Friday, June 3, 2011

Saturday, June 3, 1933

Daddy and Uncle Laten went fishing at the Lake of the Woods. Gweyn was over. I went out and played with Pauline and Betty.
Mary McElroy. Photo courtesy The Kansas City Star
Mary McElroy (1907 - 1940)

Mary McElroy, daughter of Kansas City city manager and member of the Pendergast political
machine Henry McElroy, was kidnapped on May 27, 1933 from her Kansas City home. She
was released after 34 hours of captivity, following payment of a $30,000 ransom, but she never
fully recovered from the emotional turmoil caused by the publicity and the ensuing trial. 

Three of the four accomplices were quickly arrested, one of them on June 3, 1933.
Walter McGee was sentenced to death, the first time in the United States that such
a harsh penalty had ever been exacted for a kidnapping.  George McGee, the younger
brother of Walter, received a life sentence.  Clarence Click, owner of the property where
Mary McElroy was held captive, was sentenced to eight years.  After Walter McGee's
appeals reached Supreme Court, the sentence of death was upheld. Ironically, it was Mary
and her father who convinced the governor to issue a stay of execution. Eventually
McGee's sentence was commuted to life in prison.
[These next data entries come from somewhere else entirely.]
use bourse_types::{FormState, LoginForm};
use leptos::ev::SubmitEvent;
use leptos::prelude::*;
use leptos_router::components::A;
use leptos_router::hooks::use_query_map;

use crate::api::auth::login;
use crate::components::form::{submit_form, TextField};
use crate::components::toast::ToastContext;

#[component]
pub fn LoginPage() -> impl IntoView {
    let form = RwSignal::new(FormState::new(LoginForm::default()));
    let query = use_query_map();
    let toasts = use_context::<ToastContext>();
    let submitting = move || form.with(|f| f.is_submitting());

    // The server function redirects on success.
    let submit = move |ev: SubmitEvent| {
        ev.prevent_default();
        let from = query.with_untracked(|q| q.get("from"));
        submit_form(form, toasts, move |request| login(request, from), |()| {});
    };

    view! {
        <div class="login-page">
            <div class="login-card card">
                <div class="login-header">
                    <div class="login-icon">"B"</div>
                    <h1>"Welcome back"</h1>
                    <p>"Sign in to manage stocks and exchanges"</p>
                </div>

                {move || {
                    form.with(|f| {
                        f.general_error()
                            .map(|message| {
                                view! { <div class="login-error">{message.to_string()}</div> }
                            })
                    })
                }}

                <form on:submit=submit>
                    <TextField
                        form
                        field="email"
                        label="Email"
                        kind="email"
                        placeholder="you@example.com"
                        read=|m: &LoginForm| m.email.clone()
                        write=|m: &mut LoginForm, v: String| m.email = v
                    />
                    <TextField
                        form
                        field="password"
                        label="Password"
                        kind="password"
                        read=|m: &LoginForm| m.password.clone()
                        write=|m: &mut LoginForm, v: String| m.password = v
                    />
                    <button type="submit" class="btn btn-primary btn-block" disabled=submitting>
                        {move || if submitting() { "Signing in..." } else { "Sign In" }}
                    </button>
                </form>
                <p class="login-footer">
                    "No account yet? " <A href="/register">"Register"</A>
                </p>
            </div>
        </div>
    }
}
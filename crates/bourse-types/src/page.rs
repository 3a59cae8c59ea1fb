use serde::{Deserialize, Serialize};

/// One page of a backend listing, as emitted by the backend's pageable
/// endpoints. Missing counters are read as zero.
#[derive(Clone, Debug, Serialize, Deserialize, PartialEq)]
#[serde(rename_all = "camelCase")]
pub struct Page<T> {
    #[serde(default = "Vec::new")]
    pub content: Vec<T>,
    #[serde(default)]
    pub total_elements: u64,
    #[serde(default)]
    pub total_pages: u32,
    #[serde(default)]
    pub size: u32,
    #[serde(default)]
    pub number: u32,
}

/// Query parameters accepted by every list endpoint.
#[derive(Clone, Debug, Serialize, Deserialize, PartialEq, Eq)]
#[serde(rename_all = "camelCase")]
pub struct PageQuery {
    pub page: u32,
    pub size: u32,
    #[serde(skip_serializing_if = "Option::is_none")]
    pub sort_by: Option<String>,
}

impl PageQuery {
    pub fn new(page: u32, size: u32) -> Self {
        Self {
            page,
            size,
            sort_by: None,
        }
    }
}

/// Successful responses are wrapped one level under `data`.
#[derive(Clone, Debug, Serialize, Deserialize)]
pub struct ApiEnvelope<T> {
    pub data: T,
    #[serde(default)]
    pub message: Option<String>,
}

/// Shape of an error response body. Every field is optional.
#[derive(Clone, Debug, Default, Serialize, Deserialize)]
pub struct ErrorBody {
    #[serde(default)]
    pub message: Option<String>,
    #[serde(default)]
    pub errors: Option<Vec<FieldErrorEntry>>,
}

#[derive(Clone, Debug, Serialize, Deserialize, PartialEq)]
pub struct FieldErrorEntry {
    pub field: String,
    pub message: String,
}
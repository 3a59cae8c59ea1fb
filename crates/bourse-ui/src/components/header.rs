use leptos::prelude::*;
use leptos_router::components::A;

use crate::api::auth::Logout;
use crate::api::failure_of;
use crate::components::toast::ToastContext;

#[component]
pub fn Header() -> impl IntoView {
    let logoutAction = ServerAction::<Logout>::new();
    let pending = logoutAction.pending();
    let toasts = use_context::<ToastContext>();

    // Success navigates through the server function's redirect.
    Effect::new(move |_| {
        if let Some(Err(e)) = logoutAction.value().get() {
            if let Some(toasts) = toasts {
                toasts.error(failure_of(e).message);
            }
        }
    });

    view! {
        <header class="app-header">
            <div class="header-inner">
                <A href="/dashboard" attr:class="brand">
                    <span class="brand-icon">"B"</span>
                    <span class="brand-text">"Stock Exchange"</span>
                </A>
                <ActionForm action=logoutAction>
                    <button type="submit" class="btn btn-secondary" disabled=move || pending.get()>
                        {move || if pending.get() { "Logging out" } else { "Logout" }}
                    </button>
                </ActionForm>
            </div>
        </header>
    }
}
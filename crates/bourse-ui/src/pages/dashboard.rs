use leptos::prelude::*;

use crate::components::exchange_table::ExchangeTable;
use crate::components::stock_table::StockTable;

#[derive(Clone, Copy, Debug, PartialEq, Eq)]
enum Tab {
    Stocks,
    Exchanges,
}

#[component]
pub fn DashboardPage() -> impl IntoView {
    let tab = RwSignal::new(Tab::Stocks);

    let tabButton = move |target: Tab, label: &'static str| {
        view! {
            <button
                class=move || if tab.get() == target { "tab active" } else { "tab" }
                on:click=move |_| tab.set(target)
            >
                {label}
            </button>
        }
    };

    view! {
        <div class="dashboard-header">
            <h1>"Dashboard"</h1>
            <p class="subtitle">"Manage stocks and the exchanges they are listed on"</p>
        </div>
        <div class="tabs">
            {tabButton(Tab::Stocks, "Stocks")}
            {tabButton(Tab::Exchanges, "Stock Exchanges")}
        </div>
        {move || match tab.get() {
            Tab::Stocks => view! { <StockTable /> }.into_any(),
            Tab::Exchanges => view! { <ExchangeTable /> }.into_any(),
        }}
    }
}
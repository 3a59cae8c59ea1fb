#![allow(non_snake_case)]

pub mod auth;
pub mod client;
pub mod error;
pub mod exchanges;
pub mod stocks;

pub use client::{cookie_header, BackendClient, LoginRedirect, RequestContext, LOGIN_PATH};
pub use error::ClientError;
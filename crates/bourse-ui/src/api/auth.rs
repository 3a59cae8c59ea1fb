use bourse_types::{ApiFailure, LoginRequest, RegisterRequest};
use leptos::prelude::*;

use crate::session::HOME_PATH;

/// Where to go after logging in. Only same-site paths are honoured, and
/// never the auth screens themselves.
pub fn return_target(from: Option<&str>) -> String {
    match from.map(str::trim) {
        Some(path)
            if path.starts_with('/')
                && !path.starts_with("//")
                && !path.contains('\\')
                && !path.starts_with("/login")
                && !path.starts_with("/register") =>
        {
            path.to_string()
        }
        _ => HOME_PATH.to_string(),
    }
}

#[server(prefix = "/api/auth")]
pub async fn login(
    request: LoginRequest,
    from: Option<String>,
) -> Result<(), ServerFnError<ApiFailure>> {
    use crate::api::backend::{client, relay_cookies, wrap};

    let outcome = bourse_client::auth::login(&client()?, &request)
        .await
        .map_err(wrap)?;
    relay_cookies(&outcome.set_cookies);
    leptos_axum::redirect(&return_target(from.as_deref()));
    Ok(())
}

/// Returns the backend's confirmation message.
#[server(prefix = "/api/auth")]
pub async fn register(request: RegisterRequest) -> Result<String, ServerFnError<ApiFailure>> {
    use crate::api::backend::{client, wrap};

    let outcome = bourse_client::auth::register(&client()?, &request)
        .await
        .map_err(wrap)?;
    Ok(outcome
        .message
        .unwrap_or_else(|| "Registration successful".to_string()))
}

/// Ends the session on the backend, then drops the cookie here whatever the
/// backend said.
#[server(prefix = "/api/auth")]
pub async fn logout() -> Result<(), ServerFnError<ApiFailure>> {
    use crate::api::backend::{clear_session_cookie, client, relay_cookies, server_context};

    let ctx = server_context().await?;
    match bourse_client::auth::logout(&client()?, &ctx).await {
        Ok(outcome) => relay_cookies(&outcome.set_cookies),
        Err(e) => tracing::warn!("backend logout failed: {e}"),
    }
    clear_session_cookie();
    leptos_axum::redirect(crate::session::LOGIN_PATH);
    Ok(())
}

#[cfg(test)]
mod tests {
    use super::*;
    use rstest::rstest;

    #[rstest]
    #[case(None, "/dashboard")]
    #[case(Some("/dashboard/stocks/4"), "/dashboard/stocks/4")]
    #[case(Some("https://evil.example"), "/dashboard")]
    #[case(Some("//evil.example/x"), "/dashboard")]
    #[case(Some("/\\evil.example"), "/dashboard")]
    #[case(Some("/login"), "/dashboard")]
    #[case(Some("/register?x=1"), "/dashboard")]
    fn only_local_targets_are_followed(#[case] from: Option<&str>, #[case] expected: &str) {
        assert_eq!(return_target(from), expected);
    }
}
use leptos::prelude::*;

/// Yes / no dialog in front of a destructive or bulk action.
#[component]
pub fn ConfirmDialog(
    #[prop(into)] open: Signal<bool>,
    #[prop(into)] busy: Signal<bool>,
    title: &'static str,
    #[prop(into)] message: Signal<String>,
    confirm_label: &'static str,
    busy_label: &'static str,
    on_confirm: Callback<()>,
    on_cancel: Callback<()>,
) -> impl IntoView {
    view! {
        <Show when=move || open.get()>
            <div class="modal-backdrop">
                <div class="modal card" role="alertdialog">
                    <h2>{title}</h2>
                    <p class="modal-message">{move || message.get()}</p>
                    <div class="modal-actions">
                        <button
                            class="btn btn-secondary"
                            disabled=move || busy.get()
                            on:click=move |_| on_cancel.run(())
                        >
                            "Cancel"
                        </button>
                        <button
                            class="btn btn-danger"
                            disabled=move || busy.get()
                            on:click=move |_| on_confirm.run(())
                        >
                            {move || if busy.get() { busy_label } else { confirm_label }}
                        </button>
                    </div>
                </div>
            </div>
        </Show>
    }
}
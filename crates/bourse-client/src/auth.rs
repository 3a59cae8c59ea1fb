use bourse_types::{ApiFailure, LoginRequest, RegisterRequest};
use reqwest::Method;
use serde::Deserialize;
use tracing::info;

use crate::client::{read_failure, set_cookies, BackendClient, RequestContext};
use crate::error::ClientError;

/// What an auth endpoint answered, plus the cookies it wants the browser to
/// store. The session cookie is httpOnly and can only reach the browser by
/// being relayed.
#[derive(Clone, Debug, Default, PartialEq)]
pub struct AuthOutcome {
    pub message: Option<String>,
    pub set_cookies: Vec<String>,
}

#[derive(Deserialize)]
struct MessageBody {
    #[serde(default)]
    message: Option<String>,
}

async fn into_outcome(response: reqwest::Response) -> Result<AuthOutcome, ClientError> {
    let setCookies = set_cookies(&response);
    let bytes = response.bytes().await?;
    let message = serde_json::from_slice::<MessageBody>(&bytes)
        .ok()
        .and_then(|b| b.message);
    Ok(AuthOutcome {
        message,
        set_cookies: setCookies,
    })
}

/// A 401 from the login endpoint means bad credentials, not a lost session.
fn rejected(fallback: &str) -> ClientError {
    ClientError::Api {
        status: 401,
        failure: ApiFailure::general(fallback),
    }
}

pub async fn login(
    client: &BackendClient,
    request: &LoginRequest,
) -> Result<AuthOutcome, ClientError> {
    let response = client
        .send(
            &RequestContext::anonymous(),
            Method::POST,
            &["auth", "login"],
            None,
            Some(request),
        )
        .await
        .map_err(|e| match e {
            ClientError::Unauthorized => rejected("Login failed"),
            other => other,
        })?;

    if !response.status().is_success() {
        return Err(read_failure(response, "Login failed").await);
    }
    info!("login accepted for {}", request.email);
    into_outcome(response).await
}

pub async fn register(
    client: &BackendClient,
    request: &RegisterRequest,
) -> Result<AuthOutcome, ClientError> {
    let response = client
        .send(
            &RequestContext::anonymous(),
            Method::POST,
            &["auth", "register"],
            None,
            Some(request),
        )
        .await
        .map_err(|e| match e {
            ClientError::Unauthorized => rejected("Registration failed"),
            other => other,
        })?;

    if !response.status().is_success() {
        return Err(read_failure(response, "Registration failed").await);
    }
    info!("registered {}", request.email);
    into_outcome(response).await
}

pub async fn logout(
    client: &BackendClient,
    ctx: &RequestContext,
) -> Result<AuthOutcome, ClientError> {
    let response = client
        .send::<()>(ctx, Method::POST, &["auth", "logout"], None, None)
        .await?;

    if !response.status().is_success() {
        return Err(read_failure(response, "Logout failed").await);
    }
    into_outcome(response).await
}
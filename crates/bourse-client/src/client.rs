use std::fmt;
use std::sync::Arc;

use bourse_types::{ApiEnvelope, ApiFailure, ErrorBody, PageQuery};
use reqwest::header::{HeaderValue, CONTENT_TYPE, COOKIE, SET_COOKIE};
use reqwest::{Method, Response, StatusCode, Url};
use serde::de::DeserializeOwned;
use serde::Serialize;
use tracing::{debug, error, warn};

use crate::error::ClientError;

pub const LOGIN_PATH: &str = "/login";

const API_SEGMENTS: [&str; 2] = ["api", "v1"];

/// Sends the whole page to another location. Implemented by whatever can
/// reach the browser that made the request.
pub trait LoginRedirect: Send + Sync {
    fn redirect(&self, path: &str);
}

/// Who a backend call is made on behalf of.
///
/// Carries the browser's cookies to forward and, for interactive calls, the
/// hook that sends the browser to the login screen when the session is gone.
/// Page-level loads leave the hook out and decide for themselves what a 401
/// means.
#[derive(Clone, Default)]
pub struct RequestContext {
    cookies: Option<String>,
    redirect: Option<Arc<dyn LoginRedirect>>,
}

impl RequestContext {
    /// A call made while rendering a page: a 401 fails, nothing more.
    pub fn server(cookies: Option<String>) -> Self {
        Self {
            cookies,
            redirect: None,
        }
    }

    /// A call made from an interactive control: a 401 also navigates to login.
    pub fn browser(cookies: Option<String>, redirect: Arc<dyn LoginRedirect>) -> Self {
        Self {
            cookies,
            redirect: Some(redirect),
        }
    }

    pub fn anonymous() -> Self {
        Self::default()
    }

    pub fn cookies(&self) -> Option<&str> {
        self.cookies.as_deref()
    }
}

impl fmt::Debug for RequestContext {
    fn fmt(&self, f: &mut fmt::Formatter<'_>) -> fmt::Result {
        f.debug_struct("RequestContext")
            .field("cookies", &self.cookies.as_ref().map(|_| "<redacted>"))
            .field("redirect", &self.redirect.is_some())
            .finish()
    }
}

/// Serializes cookie pairs into one `Cookie` header value.
pub fn cookie_header<'a, I>(pairs: I) -> Option<String>
where
    I: IntoIterator<Item = (&'a str, &'a str)>,
{
    let joined = pairs
        .into_iter()
        .map(|(name, value)| format!("{name}={value}"))
        .collect::<Vec<_>>()
        .join("; ");
    (!joined.is_empty()).then_some(joined)
}

#[derive(Clone, Debug)]
pub struct BackendClient {
    http: reqwest::Client,
    api_root: Url,
}

impl BackendClient {
    pub fn new(base_url: &str) -> Result<Self, ClientError> {
        Self::with_client(reqwest::Client::new(), base_url)
    }

    pub fn with_client(http: reqwest::Client, base_url: &str) -> Result<Self, ClientError> {
        let mut apiRoot =
            Url::parse(base_url).map_err(|e| ClientError::BaseUrl(format!("{base_url}: {e}")))?;
        apiRoot
            .path_segments_mut()
            .map_err(|_| ClientError::BaseUrl(base_url.to_string()))?
            .pop_if_empty()
            .extend(API_SEGMENTS);
        Ok(Self { http, api_root: apiRoot })
    }

    fn endpoint(&self, segments: &[&str]) -> Result<Url, ClientError> {
        let mut url = self.api_root.clone();
        url.path_segments_mut()
            .map_err(|_| ClientError::BaseUrl(self.api_root.to_string()))?
            .extend(segments);
        Ok(url)
    }

    /// Sends one request. Fails only on 401 and on transport errors; every
    /// other status is handed back for the caller to interpret.
    pub async fn send<B>(
        &self,
        ctx: &RequestContext,
        method: Method,
        segments: &[&str],
        query: Option<&PageQuery>,
        body: Option<&B>,
    ) -> Result<Response, ClientError>
    where
        B: Serialize + ?Sized,
    {
        let url = self.endpoint(segments)?;
        let mut request = self
            .http
            .request(method.clone(), url.clone())
            .header(CONTENT_TYPE, HeaderValue::from_static("application/json"));

        if let Some(cookies) = ctx.cookies() {
            request = request.header(COOKIE, cookies);
        }
        if let Some(query) = query {
            request = request.query(query);
        }
        if let Some(body) = body {
            request = request.json(body);
        }

        let response = request.send().await.map_err(|e| {
            error!("{method} {url} failed: {e}");
            ClientError::Transport(e)
        })?;

        let status = response.status();
        debug!("{method} {} -> {status}", url.path());

        if status == StatusCode::UNAUTHORIZED {
            match &ctx.redirect {
                Some(redirect) => {
                    warn!("{method} {} unauthorized, redirecting to {LOGIN_PATH}", url.path());
                    redirect.redirect(LOGIN_PATH);
                }
                None => warn!("{method} {} unauthorized", url.path()),
            }
            return Err(ClientError::Unauthorized);
        }

        Ok(response)
    }
}

/// Unwraps `{ data: ... }` from a 2xx response, or normalizes the error body.
pub(crate) async fn read_data<T>(response: Response, fallback: &str) -> Result<T, ClientError>
where
    T: DeserializeOwned,
{
    if !response.status().is_success() {
        return Err(read_failure(response, fallback).await);
    }
    let bytes = response.bytes().await?;
    let envelope: ApiEnvelope<T> = serde_json::from_slice(&bytes)?;
    Ok(envelope.data)
}

/// Like [`read_data`] for endpoints whose success carries nothing useful.
pub(crate) async fn read_empty(response: Response, fallback: &str) -> Result<(), ClientError> {
    if !response.status().is_success() {
        return Err(read_failure(response, fallback).await);
    }
    Ok(())
}

pub(crate) async fn read_failure(response: Response, fallback: &str) -> ClientError {
    let status = response.status().as_u16();
    let body = match response.bytes().await {
        Ok(bytes) => serde_json::from_slice::<ErrorBody>(&bytes).ok(),
        Err(e) => {
            warn!("could not read error body ({status}): {e}");
            None
        }
    };
    ClientError::Api {
        status,
        failure: ApiFailure::from_error_body(status, body, fallback),
    }
}

pub(crate) fn set_cookies(response: &Response) -> Vec<String> {
    response
        .headers()
        .get_all(SET_COOKIE)
        .iter()
        .filter_map(|v| v.to_str().ok())
        .map(str::to_string)
        .collect()
}

#[cfg(test)]
mod tests {
    use super::*;

    #[test]
    fn api_root_appends_version_prefix() {
        let client = BackendClient::new("http://backend:8080").unwrap();
        assert_eq!(client.api_root.as_str(), "http://backend:8080/api/v1");

        let trailing = BackendClient::new("http://localhost:8080/").unwrap();
        assert_eq!(
            trailing.endpoint(&["stock", "12", "price"]).unwrap().as_str(),
            "http://localhost:8080/api/v1/stock/12/price"
        );
    }

    #[test]
    fn path_segments_are_escaped() {
        let client = BackendClient::new("http://localhost:8080").unwrap();
        let url = client.endpoint(&["stock", "7/price"]).unwrap();
        assert_eq!(url.path(), "/api/v1/stock/7%2Fprice");
    }

    #[test]
    fn rejects_unusable_base_url() {
        assert!(matches!(
            BackendClient::new("not a url"),
            Err(ClientError::BaseUrl(_))
        ));
    }

    #[test]
    fn cookie_header_joins_all_pairs() {
        assert_eq!(
            cookie_header([("jwt", "abc"), ("theme", "dark")]).as_deref(),
            Some("jwt=abc; theme=dark")
        );
        assert_eq!(cookie_header(std::iter::empty()), None);
    }

    #[test]
    fn context_debug_hides_cookie_values() {
        let ctx = RequestContext::server(Some("jwt=secret".into()));
        let printed = format!("{ctx:?}");
        assert!(!printed.contains("secret"));
        assert!(printed.contains("redirect: false"));
    }
}
#![allow(non_snake_case)]

use std::collections::BTreeSet;
use std::sync::{Arc, Mutex};

use axum::extract::{Path, Query, State};
use axum::http::{header, HeaderMap, StatusCode};
use axum::response::{IntoResponse, Response};
use axum::routing::{get, post, put};
use axum::{Json, Router};
use bourse_client::{auth, exchanges, stocks, BackendClient, ClientError, LoginRedirect, RequestContext};
use bourse_types::{
    CreateStockRequest, FailureKind, LoginRequest, PageQuery, StockExchangeRequest,
    UpdateStockPriceRequest,
};
use rust_decimal::Decimal;
use serde::Deserialize;
use serde_json::{json, Value};

const SESSION: &str = "jwt=token-1";

#[derive(Clone)]
struct FakeStock {
    id: u64,
    name: String,
    description: String,
    price: f64,
}

#[derive(Clone)]
struct FakeExchange {
    id: u64,
    name: String,
    description: String,
}

#[derive(Default)]
struct Db {
    nextId: u64,
    stocks: Vec<FakeStock>,
    exchanges: Vec<FakeExchange>,
    listings: BTreeSet<(u64, u64)>,
    seenCookies: Vec<String>,
    seenSorts: Vec<Option<String>>,
    forced: Option<(StatusCode, Option<Value>)>,
}

type Shared = Arc<Mutex<Db>>;

#[derive(Deserialize)]
struct PageParams {
    page: u32,
    size: u32,
    #[serde(rename = "sortBy")]
    sort_by: Option<String>,
}

#[derive(Deserialize)]
#[serde(rename_all = "camelCase")]
struct StockBody {
    name: String,
    description: String,
    current_price: f64,
}

#[derive(Deserialize)]
#[serde(rename_all = "camelCase")]
struct PriceBody {
    current_price: f64,
}

#[derive(Deserialize)]
#[serde(rename_all = "camelCase")]
struct IdsBody {
    stock_ids: Vec<u64>,
}

#[derive(Deserialize)]
struct Credentials {
    email: String,
    password: String,
}

fn stock_json(s: &FakeStock) -> Value {
    json!({
        "stockId": s.id,
        "name": s.name,
        "description": s.description,
        "currentPrice": s.price,
        "updatedAt": "2024-05-01T09:30:00"
    })
}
Henry McElroy died in 1939, shortly after he was forced to resign as city manager following the 
downfall of Tom Pendergast. Mary never managed to adjust to life without her father and
and continued to feel pressure from members of the media who were eager to capitalize on
stories of her kidnapping and the plummeting political legacy of her father. The pressures ultimately
became too much for her, and on January 20, 1940, Mary McElroy committed suicide.